Simply Wall St ·  Aug 1, 2022 19:10

Ideally, your overall portfolio should beat the market average. But even the best stock picker will only win with some selections. So we wouldn't blame long term Shui On Land Limited (HKG:272) shareholders for doubting their decision to hold, with the stock down 47% over a half decade. Furthermore, it's down 11% in about a quarter. That's not much fun for holders. Of course, this share price action may well have been influenced by the 5.9% decline in the broader market, throughout the period.

After losing 5.6% this past week, it's worth investigating the company's fundamentals to see what we can infer from past performance.

View our latest analysis for Shui On Land

There is no denying that markets are sometimes efficient, but prices do not always reflect underlying business performance. By comparing earnings per share (EPS) and share price changes over time, we can get a feel for how investor attitudes to a company have morphed over time.

During five years of share price growth, Shui On Land moved from a loss to profitability. Most would consider that to be a good thing, so it's counter-intuitive to see the share price declining. Other metrics might give us a better handle on how its value is changing over time.

The steady dividend doesn't really explain why the share price is down. It could be that the revenue decline of 18% per year is viewed as evidence that Shui On Land is shrinking. With revenue weak, and increased payouts of cash, the market might be taking the view that its best days are behind it.

The graphic below depicts how earnings and revenue have changed over time (unveil the exact values by clicking on the image).
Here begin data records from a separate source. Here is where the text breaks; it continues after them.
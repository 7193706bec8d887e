//! Ordered background saves for the position book.
//!
//! The engine queues a snapshot while it holds its book lock and moves on.
//! A single writer thread drains the queue in order and hands only the
//! newest pending snapshot to the store, so a slow disk never holds the
//! book lock or parks an async worker.

use crate::domain::errors::PersistenceError;
use crate::domain::repositories::book_store::{BookSnapshot, BookStore};
use std::sync::{Arc, Condvar, Mutex, MutexGuard, PoisonError};
use std::thread::JoinHandle;
use tokio::sync::mpsc;
use tracing::{debug, error};

#[derive(Debug, Default)]
struct Progress {
    queued: u64,
    saved: u64,
    failures: u64,
    closed: bool,
}

type Shared = Arc<(Mutex<Progress>, Condvar)>;

fn progress(shared: &Shared) -> MutexGuard<'_, Progress> {
    shared.0.lock().unwrap_or_else(PoisonError::into_inner)
}

/// Marks the writer closed however its thread ends, so `flush` never waits
/// on a dead writer
struct CloseOnExit(Shared);

impl Drop for CloseOnExit {
    fn drop(&mut self) {
        progress(&self.0).closed = true;
        self.0 .1.notify_all();
    }
}

pub struct BookWriter {
    tx: Option<mpsc::UnboundedSender<(u64, BookSnapshot)>>,
    shared: Shared,
    handle: Option<JoinHandle<()>>,
}

impl BookWriter {
    pub fn spawn(store: Arc<dyn BookStore>) -> Result<Self, PersistenceError> {
        let (tx, rx) = mpsc::unbounded_channel();
        let shared: Shared = Arc::new((Mutex::new(Progress::default()), Condvar::new()));
        let handle = std::thread::Builder::new()
            .name("book-writer".to_string())
            .spawn({
                let shared = shared.clone();
                move || run(store, rx, shared)
            })
            .map_err(|source| PersistenceError::Io {
                path: "book-writer".to_string(),
                source,
            })?;
        Ok(Self {
            tx: Some(tx),
            shared,
            handle: Some(handle),
        })
    }

    /// Queue `snapshot` behind every earlier one. Callers hold the book lock,
    /// which fixes the order.
    pub fn queue(&self, snapshot: BookSnapshot) {
        let mut state = progress(&self.shared);
        state.queued += 1;
        let seq = state.queued;
        let sent = self
            .tx
            .as_ref()
            .map(|tx| tx.send((seq, snapshot)).is_ok())
            .unwrap_or(false);
        if !sent {
            error!("Book writer is gone; snapshot #{} not saved", seq);
        }
    }

    /// Block until everything queued so far has reached the store
    pub fn flush(&self) {
        let (_, cvar) = &*self.shared;
        let mut state = progress(&self.shared);
        let target = state.queued;
        while state.saved < target && !state.closed {
            state = cvar.wait(state).unwrap_or_else(PoisonError::into_inner);
        }
    }

    /// Saves the store rejected since start
    pub fn failures(&self) -> u64 {
        progress(&self.shared).failures
    }
}

impl Drop for BookWriter {
    fn drop(&mut self) {
        // closing the queue lets the thread finish what is pending
        self.tx.take();
        if let Some(handle) = self.handle.take() {
            if handle.join().is_err() {
                error!("Book writer thread panicked");
            }
        }
    }
}

fn run(
    store: Arc<dyn BookStore>,
    mut rx: mpsc::UnboundedReceiver<(u64, BookSnapshot)>,
    shared: Shared,
) {
    let _close = CloseOnExit(shared.clone());
    while let Some((mut seq, mut snapshot)) = rx.blocking_recv() {
        // every snapshot is the whole book; only the newest matters
        while let Ok((next_seq, next)) = rx.try_recv() {
            seq = next_seq;
            snapshot = next;
        }
        let result = store.save(&snapshot);

        let mut state = progress(&shared);
        match result {
            Ok(()) => debug!("Book snapshot #{} saved", seq),
            Err(e) => {
                error!("Failed to persist position book: {}", e);
                state.failures += 1;
            }
        }
        state.saved = seq;
        shared.1.notify_all();
    }
}
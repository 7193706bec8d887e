use ratchet_core::application::actors::journal_actor::JournalActor;
use ratchet_core::application::actors::pair_worker::PairRouter;
use ratchet_core::application::services::trading_core::TradingCore;
use ratchet_core::config::EngineConfig;
use ratchet_core::domain::events::EventBus;
use ratchet_core::domain::repositories::exchange_client::ExchangeClient;
use ratchet_core::domain::services::position_manager::PositionManager;
use ratchet_core::infrastructure::adapters::exchange_adapter::ExchangeAdapter;
use ratchet_core::infrastructure::kraken_client::KrakenClient;
use ratchet_core::infrastructure::price_feed::PriceFeed;
use ratchet_core::persistence::journal::EventJournal;
use ratchet_core::persistence::lock::{self, HistoryAccess};
use ratchet_core::persistence::state_store::JsonStateStore;
use ratchet_core::persistence::init_database;
use ratchet_core::secrets::ApiCredentials;
use std::sync::Arc;
use std::time::Duration;
use tokio::sync::{mpsc, watch};
use tracing::{error, info, warn};
use tracing_subscriber::{layer::SubscriberExt, util::SubscriberInitExt};

const BREAKER_CHECK_INTERVAL: Duration = Duration::from_secs(60);
const TICK_CHANNEL_CAPACITY: usize = 1024;

#[tokio::main]
async fn main() -> Result<(), Box<dyn std::error::Error>> {
    dotenvy::dotenv().ok();

    tracing_subscriber::registry()
        .with(
            tracing_subscriber::EnvFilter::try_from_default_env()
                .unwrap_or_else(|_| "ratchet_core=info".into()),
        )
        .with(tracing_subscriber::fmt::layer())
        .init();

    let config = EngineConfig::from_env();
    info!(
        "Ratchet engine starting: pairs {:?}, exit mode {:?}, ghost mode {}",
        config.pairs, config.risk.exit_mode, config.trading.ghost_mode
    );

    // Book state first: it creates the state directory the lock lives in
    let store = Arc::new(JsonStateStore::new(&config.state_dir)?);
    let history = lock::acquire(config.state_dir.join("journal.lock"));
    let journal = match init_database(&config.journal_url, !history.is_writable()).await {
        Ok(pool) => Some(EventJournal::new(pool, "kraken", !history.is_writable())),
        Err(e) => {
            warn!("Event journal unavailable, events will only be logged: {}", e);
            None
        }
    };
    if let HistoryAccess::ReadOnly = history {
        warn!("Another process owns the event journal; this instance only reads history");
    }

    let events = EventBus::new();
    let journal_handle = JournalActor::spawn(journal, events.subscribe());
    let engine = Arc::new(PositionManager::with_store(
        config.risk.clone(),
        store,
        events.clone(),
    )?);

    let venue = Arc::new(KrakenClient::new(
        config.kraken.clone(),
        ApiCredentials::from_env_optional(),
    )?);
    let exchange: Arc<dyn ExchangeClient> =
        Arc::new(ExchangeAdapter::new(venue, config.adapter.clone()));
    if let Err(e) = exchange.connect().await {
        error!("Initial connect failed, continuing with lazy market data: {}", e);
    }

    let core = Arc::new(TradingCore::new(
        exchange.clone(),
        engine.clone(),
        config.trading.clone(),
    ));

    let (shutdown_tx, shutdown_rx) = watch::channel(false);
    let (tick_tx, tick_rx) = mpsc::channel(TICK_CHANNEL_CAPACITY);

    let feed_handle = tokio::spawn(PriceFeed::new(config.feed.clone()).run(tick_tx, shutdown_rx.clone()));
    let router_handle = PairRouter::spawn(core.clone(), tick_rx, shutdown_rx.clone());
    let supervision_handle = tokio::spawn(supervision_task(core.clone(), shutdown_rx));

    info!("Engine running with {} open position(s). Press Ctrl+C to stop.", engine.positions().len());
    shutdown_signal().await;
    info!("Shutting down gracefully...");

    if shutdown_tx.send(true).is_err() {
        warn!("Every task had already stopped");
    }
    for (name, handle) in [
        ("price feed", feed_handle),
        ("pair router", router_handle),
        ("supervision", supervision_handle),
    ] {
        if let Err(e) = handle.await {
            error!("{} task failed: {}", name, e);
        }
    }

    let book = engine.clone();
    if let Err(e) = tokio::task::spawn_blocking(move || book.flush()).await {
        error!("Final book save failed: {}", e);
    }

    // Last publishers go away so the journal drains and stops
    drop(core);
    drop(engine);
    drop(events);
    match journal_handle.await {
        Ok(stats) => info!("Journal flushed: {:?}", stats),
        Err(e) => error!("Journal task failed: {}", e),
    }
    drop(history);

    info!("Shutdown complete");
    Ok(())
}

/// Periodic drawdown evaluation and venue health logging
async fn supervision_task(core: Arc<TradingCore>, mut shutdown: watch::Receiver<bool>) {
    let mut interval = tokio::time::interval(BREAKER_CHECK_INTERVAL);

    loop {
        tokio::select! {
            _ = interval.tick() => {
                if !core.exchange().is_healthy().await {
                    warn!("Exchange adapter reports unhealthy");
                }
                match core.evaluate_circuit_breaker().await {
                    Ok((true, reason)) => warn!("Trading halted: {}", reason),
                    Ok((false, _)) => {}
                    Err(e) => warn!("Circuit breaker evaluation skipped: {}", e),
                }
            }
            changed = shutdown.changed() => {
                if changed.is_err() || *shutdown.borrow() {
                    break;
                }
            }
        }
    }
}

async fn shutdown_signal() {
    let ctrl_c = async {
        match tokio::signal::ctrl_c().await {
            Ok(()) => info!("Received Ctrl+C signal"),
            Err(e) => error!("Failed to install Ctrl+C handler: {}", e),
        }
    };

    #[cfg(unix)]
    let terminate = async {
        match tokio::signal::unix::signal(tokio::signal::unix::SignalKind::terminate()) {
            Ok(mut sig) => {
                sig.recv().await;
                info!("Received SIGTERM signal");
            }
            Err(e) => error!("Failed to install SIGTERM handler: {}", e),
        }
    };

    #[cfg(not(unix))]
    let terminate = std::future::pending::<()>();

    tokio::select! {
        _ = ctrl_c => {},
        _ = terminate => {},
    }
}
earnings-and-revenue-growthSEHK:272 Earnings and Revenue Growth August 1st 2022

We know that Shui On Land has improved its bottom line lately, but what does the future have in store? So we recommend checking out this free report showing consensus forecasts

What About Dividends?

When looking at investment returns, it is important to consider the difference between total shareholder return (TSR) and share price return. The TSR is a return calculation that accounts for the value of cash dividends (assuming that any dividend received was reinvested) and the calculated value of any discounted capital raisings and spin-offs. Arguably, the TSR gives a more comprehensive picture of the return generated by a stock. We note that for Shui On Land the TSR over the last 5 years was -28%, which is better than the share price return mentioned above. The dividends paid by the company have thusly boosted the total shareholder return.

A Different Perspective

While it's never nice to take a loss, Shui On Land shareholders can take comfort that , including dividends,their trailing twelve month loss of 9.4% wasn't as bad as the market loss of around 17%. Unfortunately, last year's performance may indicate unresolved challenges, given that it's worse than the annualised loss of 5% over the last half decade. While some investors do well specializing in buying companies that are struggling (but nonetheless undervalued), don't forget that Buffett said that 'turnarounds seldom turn'. While it is well worth considering the different impacts that market conditions can have on the share price, there are other factors that are even more important. To that end, you should learn about the 2 warning signs we've spotted with Shui On Land (including 1 which is a bit unpleasant) .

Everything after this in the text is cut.